Who is that?

Victims of mysterious Capgras syndrome often can't recognize their own image

When Joseph looked in the mirror, he saw a man he had never seen before. He pinched himself. The man in the mirror pinched himself. But it still wasn’t Joseph.

“Do I look different?” he asked people. “Am I still the same person?”

Rosamond, from Queens, N.Y., also was having trouble with the image she saw in the mirror.

But she believed the woman whose reflection she encountered was there to torment her, to steal her husband. Rosamond called her a “hussy” and went into hysterics whenever she saw her.

Rosamond’s husband finally covered up all the shiny surfaces in the house to prevent her outbursts, but he was afraid she would hurt herself in an effort to attack the “other woman.” And there was no way he could cover every reflective surface.

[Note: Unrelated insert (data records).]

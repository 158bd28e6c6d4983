//! Threat classification.
//!
//! `classify` is a pure function from one `DetectionResult` to a ranked
//! `ThreatAssessment`. Rules fire independently in a fixed order:
//! fire, smoke, then at most one crowd tier.

use serde::Serialize;
use std::fmt;

use crate::detect::DetectionResult;

/// Crowd density above which the HIGH crowd rule fires (strict).
pub const CROWD_HIGH_DENSITY: f64 = 0.7;
/// Crowd density above which the MEDIUM crowd rule fires (strict).
pub const CROWD_MEDIUM_DENSITY: f64 = 0.4;

pub const THREAT_BANNER: &str = "THREAT DETECTED";
pub const ALL_CLEAR_SUMMARY: &str = "No immediate threats detected. Situation normal.";

#[derive(Clone, Copy, Debug, PartialEq, Eq, PartialOrd, Ord, Hash, Serialize)]
#[serde(rename_all = "SCREAMING_SNAKE_CASE")]
pub enum ThreatLevel {
    Critical,
    High,
    Medium,
}

impl ThreatLevel {
    pub fn as_str(&self) -> &'static str {
        match self {
            ThreatLevel::Critical => "CRITICAL",
            ThreatLevel::High => "HIGH",
            ThreatLevel::Medium => "MEDIUM",
        }
    }
}

impl fmt::Display for ThreatLevel {
    fn fmt(&self, f: &mut fmt::Formatter<'_>) -> fmt::Result {
        f.write_str(self.as_str())
    }
}

/// Alert category used for notification and cooldown bookkeeping.
#[derive(Clone, Copy, Debug, PartialEq, Eq, Hash, Serialize)]
#[serde(rename_all = "snake_case")]
pub enum AlertCategory {
    None,
    Fire,
    Crowd,
}

impl AlertCategory {
    pub fn as_str(&self) -> &'static str {
        match self {
            AlertCategory::None => "none",
            AlertCategory::Fire => "fire",
            AlertCategory::Crowd => "crowd",
        }
    }
}

impl fmt::Display for AlertCategory {
    fn fmt(&self, f: &mut fmt::Formatter<'_>) -> fmt::Result {
        f.write_str(self.as_str())
    }
}

#[derive(Clone, Debug, PartialEq, Serialize)]
pub struct Threat {
    pub level: ThreatLevel,
    pub message: String,
    pub recommended_actions: Vec<String>,
}

impl Threat {
    fn new(level: ThreatLevel, message: String, actions: &[&str]) -> Self {
        Self {
            level,
            message,
            recommended_actions: actions.iter().map(|a| a.to_string()).collect(),
        }
    }

    fn summary_block(&self) -> String {
        format!(
            "{} RISK: {}\nACTIONS: {}",
            self.level,
            self.message,
            self.recommended_actions.join(", ")
        )
    }
}

/// Ranked threats derived from one detection result.
///
/// `dominant_alert` is `AlertCategory::None` exactly when `threats` is empty.
#[derive(Clone, Debug, PartialEq, Serialize)]
pub struct ThreatAssessment {
    pub threats: Vec<Threat>,
    pub summary_text: String,
    pub dominant_alert: AlertCategory,
}

impl ThreatAssessment {
    pub fn is_clear(&self) -> bool {
        self.threats.is_empty()
    }

    pub fn highest_level(&self) -> Option<ThreatLevel> {
        self.threats.iter().map(|t| t.level).min()
    }
}

pub fn classify(result: &DetectionResult) -> ThreatAssessment {
    let mut threats = Vec::new();

    if result.fire_count > 0 {
        threats.push(Threat::new(
            ThreatLevel::Critical,
            format!(
                "Fire detected in {} {}",
                result.fire_count,
                plural(result.fire_count, "location", "locations")
            ),
            &[
                "Activate fire alarms",
                "Initiate evacuation",
                "Contact fire department",
            ],
        ));
    }

    if result.smoke_count > 0 {
        threats.push(Threat::new(
            ThreatLevel::High,
            format!(
                "Smoke detected in {} {}",
                result.smoke_count,
                plural(result.smoke_count, "area", "areas")
            ),
            &[
                "Investigate smoke source",
                "Prepare fire extinguishers",
                "Check ventilation",
            ],
        ));
    }

    if result.crowd_density > CROWD_HIGH_DENSITY {
        threats.push(Threat::new(
            ThreatLevel::High,
            format!("High crowd density ({}%)", result.crowd_percent()),
            &[
                "Deploy security personnel",
                "Open additional exits",
                "Monitor choke points",
            ],
        ));
    } else if result.crowd_density > CROWD_MEDIUM_DENSITY {
        threats.push(Threat::new(
            ThreatLevel::Medium,
            format!("Elevated crowd density ({}%)", result.crowd_percent()),
            &["Monitor situation", "Prepare crowd control measures"],
        ));
    }

    if threats.is_empty() {
        return ThreatAssessment {
            threats,
            summary_text: ALL_CLEAR_SUMMARY.to_string(),
            dominant_alert: AlertCategory::None,
        };
    }

    let blocks: Vec<String> = threats.iter().map(Threat::summary_block).collect();
    let summary_text = format!("{}\n\n{}", THREAT_BANNER, blocks.join("\n\n"));
    let dominant_alert = dominant_alert(&threats);
    ThreatAssessment {
        threats,
        summary_text,
        dominant_alert,
    }
}

/// Any CRITICAL maps to Fire, otherwise any HIGH maps to Crowd.
///
/// A smoke-only HIGH threat therefore resolves to `Crowd`; a MEDIUM-only
/// assessment (elevated crowd) also resolves to `Crowd` so that the
/// invariant "no threats iff no alert" holds.
fn dominant_alert(threats: &[Threat]) -> AlertCategory {
    if threats.iter().any(|t| t.level == ThreatLevel::Critical) {
        AlertCategory::Fire
    } else if threats.is_empty() {
        AlertCategory::None
    } else {
        AlertCategory::Crowd
    }
}

fn plural(count: u32, one: &'static str, many: &'static str) -> &'static str {
    if count == 1 {
        one
    } else {
        many
    }
}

Joseph and Rosamond, whose real names are not being used, are two of a rare group of patients whose mental illnesses involve the parts of the brain that allow us to know we are who we think we are. Their strange disorders demonstrate that it’s not enough for us to recognize ourselves in a mirror — we have to feel emotionally attached to our image before we think it is our own reflection.

The technical name for Joseph’s and Rosamond’s delusion is “mirror self-misidentification.” It is the most striking of the Capgras delusions, in which someone recognizes an object but feels no connection with it.

The syndrome, named for French psychiatrist Jean Marie Joseph Capgras, is unusual, but still probably afflicts thousands of people in the United States at any given moment, said Dr. Todd Feinberg, associate professor of neurology and psychiatry at the Albert Einstein College of Medicine in New York.

Broken link

Joseph’s psychiatrist, Dr. Matcheri Keshavan, clinical director at the Pittsburgh Center for the Neuroscience of Mental Disorders, said the delusion can also involve another person in the patient’s life. “The main illusion (Capgras) patients have is that a dear one is an impostor, or not their real self.”

Keshavan explained the underpinnings of the delusion this way:

“We all have representations of the external world inside us, and that includes identities of other people and our own identities. Along with these representations of other people and ourselves, the emotional tone that goes with such memories is also linked, so when we remember our mothers or friends we remember them with the emotions that go with them.

“But what if there is a dysfunction in parts of the brain that link emotions with our memories? When that happens, the brain at the subconscious level is puzzled and looks for an alternative explanation of why that person feels different.”

And suddenly the person in the mirror becomes someone else, because when the deluded person cannot feel the emotions she normally has toward that person, that is the explanation that makes the most sense.

Not all Capgras delusions are focused on people. Sometimes, patients think there is something wrong with their pets or objects they own — and in those cases, the same sense of emotional dissociation may be at work.

Keshavan said that when people have an emotional reaction to someone they know, they sweat slightly, making the skin more conductive. That can be measured as a galvanic skin response.

But when Capgras patients see certain familiar faces, their galvanic response does not increase, he said.

Constantly shifting identities

Feinberg believes there is more to understanding Capgras than just the emotional disconnection with a familiar person or object, however.

Rosamond, his patient who thought her own image was another woman, didn’t have a problem identifying anyone but herself. She properly identified her husband and the things around her, he said. The emotional disconnection theory doesn’t completely explain why Rosamond reacted as strongly as she did to her image.

“Why would she scream and yell and become so emotionally upset?” he asked.

One possible reason, Feinberg said, is that people with Capgras already have ambivalent or strained feelings toward the person they misidentify — including themselves.

Is the delusion curable?

In both Joseph’s and Rosamond’s cases, it was — but in different ways.

Joseph was eventually diagnosed as having schizophrenia, Keshavan said. When he was prescribed the anti-psychotic clozapine, his delusion went away.

Rosamond was cured because Feinberg tried a novel therapy on her. “Rosamond’s husband casually mentioned that she didn’t see (the other woman) when she looked in the mirror of her makeup compact,” he said.

That gave him a brainstorm — why not try to have her look at images of herself in increasingly larger mirrors?

“I went around the office — we had other mirrors of different sizes — and went out and bought a series of mirrors,” he said. “I was ultimately able to convince her that an image of slightly larger size was her.”

Eventually, Rosamond recognized that her reflection in a full-sized mirror was indeed herself.

What lessons do Joseph’s and Rosamond’s experiences hold for us? One conclusion, Feinberg said, is that our identities are not as rigid and fixed as we might imagine.

“Although we tend to think of ourselves as having fixed structures — we know where our body begins and ends and we have a sense of who we are in the world — in actuality,” he said, “our identity is in a constant state of transformation and is always changing.”